Your task:
Using the entries below, copy out all lines where "messages" is found.

Given data:
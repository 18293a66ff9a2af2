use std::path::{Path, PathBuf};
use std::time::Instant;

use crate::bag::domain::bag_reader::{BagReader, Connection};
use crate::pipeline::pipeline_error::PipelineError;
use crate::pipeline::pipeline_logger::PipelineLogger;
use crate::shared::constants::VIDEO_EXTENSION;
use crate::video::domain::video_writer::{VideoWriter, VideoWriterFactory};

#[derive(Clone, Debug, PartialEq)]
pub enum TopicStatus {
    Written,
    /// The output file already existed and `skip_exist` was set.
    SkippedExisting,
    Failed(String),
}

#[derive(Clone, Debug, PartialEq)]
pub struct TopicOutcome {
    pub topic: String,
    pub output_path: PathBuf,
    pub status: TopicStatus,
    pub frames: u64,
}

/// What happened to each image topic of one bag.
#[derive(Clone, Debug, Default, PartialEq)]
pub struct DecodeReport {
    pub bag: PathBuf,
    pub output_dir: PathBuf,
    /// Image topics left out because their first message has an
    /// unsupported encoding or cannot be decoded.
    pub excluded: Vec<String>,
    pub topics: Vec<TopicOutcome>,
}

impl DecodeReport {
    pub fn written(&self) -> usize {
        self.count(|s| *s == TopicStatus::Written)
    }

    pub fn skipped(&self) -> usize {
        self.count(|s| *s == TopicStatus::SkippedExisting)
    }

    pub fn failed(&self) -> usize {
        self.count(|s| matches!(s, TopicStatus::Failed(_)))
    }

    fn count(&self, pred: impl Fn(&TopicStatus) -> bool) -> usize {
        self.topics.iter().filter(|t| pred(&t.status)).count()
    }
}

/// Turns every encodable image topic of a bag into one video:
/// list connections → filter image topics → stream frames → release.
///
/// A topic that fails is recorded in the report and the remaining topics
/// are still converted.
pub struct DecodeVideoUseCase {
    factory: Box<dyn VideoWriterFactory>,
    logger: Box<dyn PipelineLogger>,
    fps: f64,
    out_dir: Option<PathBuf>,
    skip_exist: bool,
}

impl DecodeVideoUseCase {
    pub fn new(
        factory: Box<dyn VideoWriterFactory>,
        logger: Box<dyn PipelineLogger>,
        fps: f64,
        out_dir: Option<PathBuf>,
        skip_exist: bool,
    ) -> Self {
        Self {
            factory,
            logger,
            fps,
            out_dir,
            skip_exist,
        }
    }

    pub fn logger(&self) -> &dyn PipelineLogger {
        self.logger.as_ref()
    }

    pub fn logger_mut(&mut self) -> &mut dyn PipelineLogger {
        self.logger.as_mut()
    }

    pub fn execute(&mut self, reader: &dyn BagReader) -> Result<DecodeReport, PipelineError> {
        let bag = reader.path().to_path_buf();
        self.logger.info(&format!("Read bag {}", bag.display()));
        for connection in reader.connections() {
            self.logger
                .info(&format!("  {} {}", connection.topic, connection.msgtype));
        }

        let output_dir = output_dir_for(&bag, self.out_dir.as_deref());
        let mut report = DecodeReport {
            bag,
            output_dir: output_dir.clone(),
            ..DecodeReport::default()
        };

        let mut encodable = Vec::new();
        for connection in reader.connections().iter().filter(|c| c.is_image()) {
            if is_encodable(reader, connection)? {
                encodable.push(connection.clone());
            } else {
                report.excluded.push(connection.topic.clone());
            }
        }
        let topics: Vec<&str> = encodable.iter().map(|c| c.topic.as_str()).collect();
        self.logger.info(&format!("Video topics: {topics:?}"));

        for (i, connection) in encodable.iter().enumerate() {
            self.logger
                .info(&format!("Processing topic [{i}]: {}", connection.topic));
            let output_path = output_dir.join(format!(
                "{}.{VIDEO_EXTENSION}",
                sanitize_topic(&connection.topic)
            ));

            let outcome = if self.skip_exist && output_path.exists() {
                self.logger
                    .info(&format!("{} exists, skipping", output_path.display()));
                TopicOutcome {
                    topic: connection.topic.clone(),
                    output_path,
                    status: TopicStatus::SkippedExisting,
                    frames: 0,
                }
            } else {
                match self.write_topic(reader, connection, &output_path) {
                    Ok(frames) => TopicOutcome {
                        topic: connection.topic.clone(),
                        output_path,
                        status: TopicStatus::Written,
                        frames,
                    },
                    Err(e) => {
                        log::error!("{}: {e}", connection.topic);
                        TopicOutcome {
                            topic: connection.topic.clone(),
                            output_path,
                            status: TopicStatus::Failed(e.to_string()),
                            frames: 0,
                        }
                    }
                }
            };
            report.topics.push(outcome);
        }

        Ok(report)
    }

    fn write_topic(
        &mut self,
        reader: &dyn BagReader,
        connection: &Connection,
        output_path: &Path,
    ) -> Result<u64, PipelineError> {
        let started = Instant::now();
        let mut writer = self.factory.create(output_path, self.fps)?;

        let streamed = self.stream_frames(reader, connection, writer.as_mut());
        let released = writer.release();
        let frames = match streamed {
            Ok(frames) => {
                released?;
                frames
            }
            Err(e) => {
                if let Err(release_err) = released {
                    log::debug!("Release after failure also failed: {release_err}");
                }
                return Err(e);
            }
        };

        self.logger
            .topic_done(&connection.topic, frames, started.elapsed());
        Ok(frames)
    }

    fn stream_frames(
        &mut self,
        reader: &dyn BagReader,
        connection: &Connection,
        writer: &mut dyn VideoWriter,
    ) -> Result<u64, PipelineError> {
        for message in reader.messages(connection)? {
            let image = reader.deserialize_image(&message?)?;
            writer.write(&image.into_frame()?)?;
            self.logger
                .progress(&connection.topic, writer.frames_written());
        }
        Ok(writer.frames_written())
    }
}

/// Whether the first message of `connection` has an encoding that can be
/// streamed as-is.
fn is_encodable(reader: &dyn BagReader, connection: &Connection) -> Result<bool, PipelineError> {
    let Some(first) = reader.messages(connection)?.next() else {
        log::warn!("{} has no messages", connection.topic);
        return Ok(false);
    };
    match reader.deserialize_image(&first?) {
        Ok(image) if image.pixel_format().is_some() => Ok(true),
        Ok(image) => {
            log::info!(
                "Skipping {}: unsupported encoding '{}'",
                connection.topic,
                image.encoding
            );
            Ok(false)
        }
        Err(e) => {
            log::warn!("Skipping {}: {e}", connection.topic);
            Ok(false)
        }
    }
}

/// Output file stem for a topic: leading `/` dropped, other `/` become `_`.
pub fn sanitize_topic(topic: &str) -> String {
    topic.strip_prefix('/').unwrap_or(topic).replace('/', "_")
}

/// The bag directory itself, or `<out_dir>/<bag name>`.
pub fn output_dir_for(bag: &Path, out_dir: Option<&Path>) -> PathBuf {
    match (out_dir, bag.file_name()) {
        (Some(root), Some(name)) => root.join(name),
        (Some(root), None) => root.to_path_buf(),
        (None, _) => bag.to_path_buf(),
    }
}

Exercise answer:
        for message in reader.messages(connection)? {
    let Some(first) = reader.messages(connection)?.next() else {
        log::warn!("{} has no messages", connection.topic);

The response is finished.